Bourgogne-Côte-Chalonnaise, l’étoffe d’un village

Appellation régionale méconnue, le Bourgogne-Côte-Chalonnaise ne volerait pas son statut de « village », si on voulait bien lui décerner. C’est l’idée que défend, arguments à l’appui, notre spécialiste des sols Jacky Rigaux.

Sous la protection de son église Saint-Bénigne, Jambles est blotti contre la Côte chalonnaise.
© Jean-Luc Petit

Par Jacky Rigaux
Pour Bourgogne Magazine 59

Comme il existe en Côte de Nuits des côte-de-nuits-villages qui ont statut d’AOC « village », il pourrait en être de même pour l’appellation Côte-Chalonnaise qui, pour le moment, n’est qu’en appellation régionale. Ainsi l’a voulu le législateur. Mais en ces temps où grands crus et premiers crus bourguignons partent à 80 % à l’export pour des bourses bien garnies, qui n’hésitent pas à mettre 100 à 1 000 euros dans une bouteille, il est bon de rappeler que dans la hiérarchie bourguignonne à quatre niveaux, l’appellation régionale est une véritable AOC, issue de vrais terroirs. Ce trésor caché, majoritairement en dessous de 20 euros, parfois en dessous de 10, « annonce les charmes plus complexes qu’offriront, après vieillissement, leurs supérieurs hiérarchiques ». Ainsi s’exprime Aubert de Villaine, qui a la chance de tutoyer les sommets avec le domaine de la Romanée-Conti, et de produire quelques unes des plus belles bouteilles de Côte chalonnaise, fières de porter le nom de leur climat de naissance !

Vins de lieu

Au sein de ses cinq vignobles (Bouzeron, Rully, Mercurey, Givry et Montagny), qui se déclinent en climats classés en premiers crus et en appellations villages, se développe une aire d’appellation classée en Bourgogne-Côte-Chalonnaise, qui offre des vins remarquables, en blanc comme en rouge, avec un rapport qualité-prix exceptionnel. Cette appellation constitue plus qu’une esquisse des grands terroirs de la Côte chalonnaise, elle est une entrée de plain-pied dans les « vins de lieu ». En effet, nombre de vignerons ont fait le choix de la décliner par climats : ainsi trouves-t-on des bourgognes-côte-chalonnaise « La Digoine », « La Fortune », « L’Hermitage », « Les Clous », pour ne donner que quelques exemples. De surcroit, l’appellation Côte-Chalonnaise se déploie dans une nature d’une beauté émouvante, encore riche de biodiversité et de paysages respectés par l’homme.
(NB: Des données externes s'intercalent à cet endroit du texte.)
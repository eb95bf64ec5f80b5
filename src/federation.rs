//! Federation context.
//!
//! [`Federation`] owns the issuing key pair, the credential registry, the
//! ledger, the global model and the aggregation history. It is created fully
//! bootstrapped, so no operation can observe a ledger without genesis or a
//! missing key pair.
//!
//! All methods take `&self`; share a federation across threads with `Arc`.
//! Lock order is registry → ledger and model → audit → ledger. The ledger
//! write lock is held across index assignment, digest computation, mining
//! and append, so concurrent submitters are serialised and never produce
//! sibling blocks.

use ndarray::Array1;
use parking_lot::RwLock;
use serde::{Deserialize, Serialize};
use tracing::{info, warn};

use crate::aggregators::{self, max_drift};
use crate::config::FederationConfig;
use crate::error::{LedgerFlError, Result};
use crate::ledger::Ledger;
use crate::model::GlobalModel;
use crate::registry::{self, Credential, CredentialRegistry};
use crate::signature::{KeyPair, PublicKey};
use crate::verification::{self, AggregationAuditEntry, AuditLog, ChainStatus};

/// Result of one aggregation round.
#[derive(Clone, Debug, PartialEq, Serialize, Deserialize)]
pub struct RoundOutcome {
    /// Round number (0-indexed)
    pub round: usize,
    /// The new global model
    pub model: GlobalModel,
    /// Largest per-weight change from the previous global model
    pub max_drift: f32,
    /// Whether the drift gate passed
    pub within_tolerance: bool,
}

/// Explicit context holding all federation state.
pub struct Federation {
    config: FederationConfig,
    authority: KeyPair,
    registry: RwLock<CredentialRegistry>,
    ledger: RwLock<Ledger>,
    model: RwLock<GlobalModel>,
    audit: RwLock<AuditLog>,
}

impl Federation {
    /// Validate `config`, generate the key pair, a random initial model and
    /// the genesis block.
    pub fn bootstrap(config: FederationConfig) -> Result<Self> {
        config.validate()?;
        let model = GlobalModel::random(config.model_dim)?;
        Ok(Self::with_parts(config, KeyPair::generate(), model))
    }

    /// Bootstrap with a caller-supplied key pair and initial model.
    pub fn bootstrap_with(
        config: FederationConfig,
        authority: KeyPair,
        model: GlobalModel,
    ) -> Result<Self> {
        config.validate()?;
        if model.dim() != config.model_dim {
            return Err(LedgerFlError::DimensionMismatch {
                block: 0,
                expected: config.model_dim,
                actual: model.dim(),
            });
        }
        Ok(Self::with_parts(config, authority, model))
    }

    fn with_parts(config: FederationConfig, authority: KeyPair, model: GlobalModel) -> Self {
        let ledger = Ledger::bootstrap(config.chain);
        info!(
            model_dim = config.model_dim,
            public_key = %authority.public_key().to_hex(),
            "Federation bootstrapped"
        );
        Self {
            config,
            authority,
            registry: RwLock::new(CredentialRegistry::new()),
            ledger: RwLock::new(ledger),
            model: RwLock::new(model),
            audit: RwLock::new(AuditLog::new()),
        }
    }

    /// Register `participant_id`; `false` if already registered.
    pub fn authenticate(&self, participant_id: &str) -> bool {
        self.registry.write().authenticate(participant_id)
    }

    /// Whether `participant_id` has been authenticated.
    pub fn is_authenticated(&self, participant_id: &str) -> bool {
        self.registry.read().is_authenticated(participant_id)
    }

    /// Mint a signed credential for `subject_details`.
    pub fn issue_credential(&self, subject_details: &str) -> Credential {
        self.registry
            .write()
            .issue_credential(&self.authority, subject_details)
    }

    /// Check a credential against this federation's public key.
    pub fn verify_credential(&self, credential: &Credential) -> bool {
        registry::verify_credential(&self.public_key(), credential)
    }

    /// Append a model update from an authenticated participant.
    pub fn submit(&self, participant_id: &str, model_update: Vec<f32>) -> bool {
        let registry = self.registry.read();
        let mut ledger = self.ledger.write();
        ledger.submit(participant_id, model_update, &registry)
    }

    /// Audit the ledger.
    pub fn validate(&self) -> bool {
        verification::validate(&self.ledger.read())
    }

    /// Audit the ledger, reporting where it failed.
    pub fn validation_status(&self) -> ChainStatus {
        let ledger = self.ledger.read();
        verification::validate_chain(ledger.blocks(), &ledger.policy())
    }

    /// Fold every ledger payload into a candidate model.
    pub fn aggregate(&self) -> Result<Array1<f32>> {
        aggregators::aggregate(
            &self.ledger.read(),
            self.config.model_dim,
            self.config.denominator,
        )
    }

    /// Drift gate using the configured tolerance.
    pub fn benchmark(&self, candidate: &[f32], baseline: &[f32]) -> bool {
        aggregators::benchmark(candidate, baseline, self.config.drift_tolerance)
    }

    /// Aggregate, benchmark against the current global model, record the
    /// round and replace the global model.
    ///
    /// The model is replaced even when the drift gate fails; the failure is
    /// logged and kept in the audit log.
    pub fn run_round(&self) -> Result<RoundOutcome> {
        let mut model = self.model.write();
        let mut audit = self.audit.write();

        let (candidate, ledger_len, n_payloads) = {
            let ledger = self.ledger.read();
            let candidate = aggregators::aggregate(
                &ledger,
                self.config.model_dim,
                self.config.denominator,
            )?;
            (candidate, ledger.len(), ledger.payloads().count())
        };

        let candidate = GlobalModel::from(candidate);
        let drift = max_drift(candidate.weights(), model.weights());
        let within_tolerance = self.benchmark(candidate.weights(), model.weights());
        let round = audit.len();

        audit.push(AggregationAuditEntry {
            round,
            ledger_len,
            n_payloads,
            denominator: self.config.denominator,
            max_drift: drift,
            within_tolerance,
        });

        if within_tolerance {
            info!(round, n_payloads, max_drift = drift, "Aggregation round complete");
        } else {
            warn!(round, n_payloads, max_drift = drift, "Significant model change detected");
        }

        *model = candidate.clone();
        Ok(RoundOutcome {
            round,
            model: candidate,
            max_drift: drift,
            within_tolerance,
        })
    }

    /// Copy of the current global model.
    pub fn global_model(&self) -> GlobalModel {
        self.model.read().clone()
    }

    /// Number of ledger blocks, genesis included.
    pub fn ledger_len(&self) -> usize {
        self.ledger.read().len()
    }

    /// Copy of the ledger, e.g. for export by a persistence collaborator.
    pub fn ledger_snapshot(&self) -> Ledger {
        self.ledger.read().clone()
    }

    /// Copy of the aggregation history.
    pub fn audit_log(&self) -> AuditLog {
        self.audit.read().clone()
    }

    /// Copy of the credential registry.
    pub fn registry_snapshot(&self) -> CredentialRegistry {
        self.registry.read().clone()
    }

    /// Public commitment of the issuing key pair.
    pub fn public_key(&self) -> PublicKey {
        self.authority.public_key()
    }

    /// Configuration this federation runs with.
    pub fn config(&self) -> &FederationConfig {
        &self.config
    }
}

#[cfg(test)]
mod tests {
    use super::*;
    use crate::ledger::{ChainPolicy, ProofPolicy};

    fn fast_config() -> FederationConfig {
        FederationConfig {
            chain: ChainPolicy {
                proof: ProofPolicy::Mined { difficulty: 2 },
                ..ChainPolicy::default()
            },
            ..FederationConfig::default()
        }
    }

    #[test]
    fn test_bootstrap_state() {
        let fed = Federation::bootstrap(FederationConfig::default()).unwrap();
        assert_eq!(fed.ledger_len(), 1);
        assert_eq!(fed.global_model().dim(), 10);
        assert!(fed.validate());
        assert!(fed.audit_log().is_empty());
    }

    #[test]
    fn test_bootstrap_rejects_bad_config() {
        let config = FederationConfig {
            model_dim: 0,
            ..FederationConfig::default()
        };
        assert!(Federation::bootstrap(config).is_err());
    }

    #[test]
    fn test_bootstrap_with_dimension_check() {
        let model = GlobalModel::from_weights(vec![0.5; 3]).unwrap();
        assert!(Federation::bootstrap_with(fast_config(), KeyPair::generate(), model).is_err());
    }

    #[test]
    fn test_credential_verifies_against_federation_key() {
        let fed = Federation::bootstrap(fast_config()).unwrap();
        let cred = fed.issue_credential("Alice");
        assert!(fed.verify_credential(&cred));
        assert!(!fed.is_authenticated("Alice"));
        assert_eq!(fed.registry_snapshot().issued().len(), 1);
    }

    #[test]
    fn test_run_round_replaces_model() {
        let model = GlobalModel::from_weights(vec![0.5; 10]).unwrap();
        let fed = Federation::bootstrap_with(fast_config(), KeyPair::generate(), model).unwrap();
        fed.authenticate("Charlie");
        fed.submit("Charlie", vec![1.0; 10]);

        // (1.0) / 2 blocks = 0.5: no drift
        let outcome = fed.run_round().unwrap();
        assert_eq!(outcome.round, 0);
        assert!(outcome.within_tolerance);
        assert_eq!(fed.global_model(), outcome.model);

        let log = fed.audit_log();
        assert_eq!(log.len(), 1);
        assert_eq!(log.entries()[0].ledger_len, 2);
        assert_eq!(log.entries()[0].n_payloads, 1);
    }

    #[test]
    fn test_run_round_flags_drift() {
        let model = GlobalModel::from_weights(vec![0.5; 10]).unwrap();
        let fed = Federation::bootstrap_with(fast_config(), KeyPair::generate(), model).unwrap();

        // Genesis only: aggregate is all zeros
        let outcome = fed.run_round().unwrap();
        assert!(!outcome.within_tolerance);
        assert!((outcome.max_drift - 0.5).abs() < 1e-6);
        assert_eq!(fed.global_model().weights(), &[0.0; 10]);
        assert_eq!(fed.audit_log().flagged().count(), 1);
    }
}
Carte de l’appellation Bourgogne-Côte-Chalonnaise © Sylvain Pitiot

Le jeu des failles

De la vallée de la Dheune, où prend ses marques la Côte chalonnaise au nord, jusqu’aux monts du Mâconnais au sud, le sous-sol se caractérise par des strates de roches sédimentaires bien faillées, créées aux époques jurassiques et triasiques. Affleurent ainsi, par le jeu des failles et de l’érosion, des calcaires durs, des calcaires marneux, et parfois même des grés. Ces strates sont inclinées tantôt vers l’est, exposition au levant qui convient parfaitement au pinot, tantôt vers l’ouest, ce qui enchante le chardonnay.
Le grand cépage blanc qu’est le chardonnay se plaît à coloniser les substrats marneux du Lias et les marnes irisées du Trias. C’est par la forte présence de ces types de roches que le vignoble de Montagny, au sud de la Côte chalonnaise, s’est exclusivement consacré à la production de vins blancs. On n’y trouve donc l’appellation Côte-Chalonnaise qu’en cette couleur. Partout ailleurs, elle peut être bicolore. C’est le cas du vignoble de Bouzeron, qui glorifie l’aligoté doré pour son appellation village, et pinot et chardonnay pour sa dizaine de climats revendiqués en Bourgogne-Côte-Chalonnaise.
Le pinot noir trouve ses meilleures marques sur les sols bruns calcaires ou calciques des parties nord et médianes de la Côte chalonnaise, où les formations marneuses triasiques et liasiques, chères au chardonnay, laissent la place au jurassique moyen et supérieur qu’affectionne le pinot noir. Les vignobles font face, majoritairement, au levant, ce qui enchante cet exigeant et capricieux cépage.